Unfortunately, in recent weeks there have been a growing number of assertions that have sought to mischaracterize the MPAA’s position on privacy and proxy services. To clear up the matter, I want to stress that the MPAA supports 1) the legitimate use of privacy and proxy services, 2) the use of privacy services for all legal purposes, including commercial activity, and 3) that privacy providers should not be forced to reveal private information without verifiable evidence of abuse. However, any future accreditation agreement must also strike a balance to ensure that individuals hiding behind privacy and proxy services to conduct illegal and abusive activity can be found out. The MPAA believes a clear and effective accreditation framework supporting the three topics listed above is critical to the establishment of a trusted and secure internet, while continuing to protect the privacy and rights of domain name owners and Internet users alike.
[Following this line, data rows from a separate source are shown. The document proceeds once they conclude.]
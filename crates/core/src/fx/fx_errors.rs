use thiserror::Error;

/// Fatal derivation errors, surfaced to the caller.
#[derive(Error, Debug)]
pub enum FxError {
    /// The observed-quote batch was empty; there is no currency universe
    /// to derive against.
    #[error("No observed quotes to derive from")]
    EmptyInput,

    #[error("Invalid currency code: {0}")]
    InvalidCurrencyCode(String),
}

/// Per-record normalization failure. Recovered locally: the row is
/// dropped and counted, never aborting the batch.
#[derive(Error, Debug, Clone, PartialEq, Eq)]
pub enum MalformedQuote {
    #[error("Unsplittable pair symbol: {0:?}")]
    InvalidSymbol(String),

    #[error("Unparsable or non-positive price: {0:?}")]
    InvalidPrice(String),
}

/// Resolution failure for a pair whose base or quote has no reference
/// anchor. Recovered locally: the pair is skipped and counted.
#[derive(Error, Debug, Clone, PartialEq, Eq)]
#[error("No reference anchor for {currency}")]
pub struct MissingAnchor {
    pub currency: String,
}
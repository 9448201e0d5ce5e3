use fxgrid_market_data::RawQuote;

use super::fx_errors::MalformedQuote;
use super::fx_model::ObservedQuote;

/// Canonicalizes one raw record to reference-currency-as-base orientation.
///
/// The 6-character symbol splits into `(sym_base, sym_quote)`. When
/// `sym_base` is the reference currency the record is emitted unchanged;
/// otherwise the orientation is inverted (`1/price`, sides swapped).
/// `reference` must already be an uppercase 3-letter code.
pub fn normalize_quote(
    record: &RawQuote,
    reference: &str,
) -> Result<ObservedQuote, MalformedQuote> {
    let (sym_base, sym_quote) = split_pair_symbol(&record.symbol)?;
    let price = parse_price(&record.price)?;

    if sym_base == reference {
        Ok(ObservedQuote {
            base: sym_base,
            quote: sym_quote,
            price,
            observed_at: record.scraped_at,
        })
    } else {
        Ok(ObservedQuote {
            base: sym_quote,
            quote: sym_base,
            price: 1.0 / price,
            observed_at: record.scraped_at,
        })
    }
}

fn split_pair_symbol(symbol: &str) -> Result<(String, String), MalformedQuote> {
    let symbol = symbol.trim();
    if symbol.len() != 6 || !symbol.chars().all(|c| c.is_ascii_alphabetic()) {
        return Err(MalformedQuote::InvalidSymbol(symbol.to_string()));
    }

    let base = symbol[..3].to_ascii_uppercase();
    let quote = symbol[3..].to_ascii_uppercase();
    if base == quote {
        // A self-pair cannot carry a meaningful rate.
        return Err(MalformedQuote::InvalidSymbol(symbol.to_string()));
    }

    Ok((base, quote))
}

fn parse_price(raw: &str) -> Result<f64, MalformedQuote> {
    // Price cells carry thousands separators ("1,234.5").
    let cleaned = raw.trim().replace(',', "");
    let price: f64 = cleaned
        .parse()
        .map_err(|_| MalformedQuote::InvalidPrice(raw.to_string()))?;

    if !price.is_finite() || price <= 0.0 {
        return Err(MalformedQuote::InvalidPrice(raw.to_string()));
    }

    Ok(price)
}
To date over 11,000 comments have been received from Internet users based on hype and misinformation sponsored by certain registrars and advocacy groups—most coming via form letters. It is unfortunate that some statements made on these websites are misleading at best and in some cases completely false. The topic of privacy and proxy service accreditation is complex and nuanced as evidenced by two years of discussion that has resulted in a 98-page initial report.

Two specific statements have been made that I wanted to address directly.

First, it has been asserted that the working group decided that the ability to use privacy and proxy services for domains associated with “commercial activity’ be abandoned. This is misleading. In fact, the report explicitly states that “the WG agreed that the mere fact that a domain name is registered by a commercial entity or by anyone conducting commercial activity should not preclude the use of P/P services”. The MPAA believes that the working group should not consider a requirement that creates an outright ban on the use of P/P services to registrants who intend to use their registration for the purposes of “commercial activity.” However, we would support ongoing discussions on the evolution of policy surrounding the differences between commercial, personal, political and governmental use of the Internet as long as these discussions are secondary to the core topics of relay, disclosure, compliance and accountability.

Second, statements have been made that providers would be forced to terminate user’s privacy service and be required to give private contact details to anyone complaining that a domain violates their rights. This is simply false. As outlined in Annex E “Illustrative Disclosure Framework” of the report all requests for disclosure must meet specific detailed standards before action is taken. In addition, in the proposed framework providers continue to maintain broad discretion to reject complaints if they believe the purported abuse is not occurring. Finally, complaints can be rejected if there is information found that indicate that a complaint is pretextual.

As the working group wades through the many thousands of comments from the community, I look forward to continued deliberations and debate and the delivery of a final report before the expiration of the RAA interim privacy and proxy specification at the end of 2016.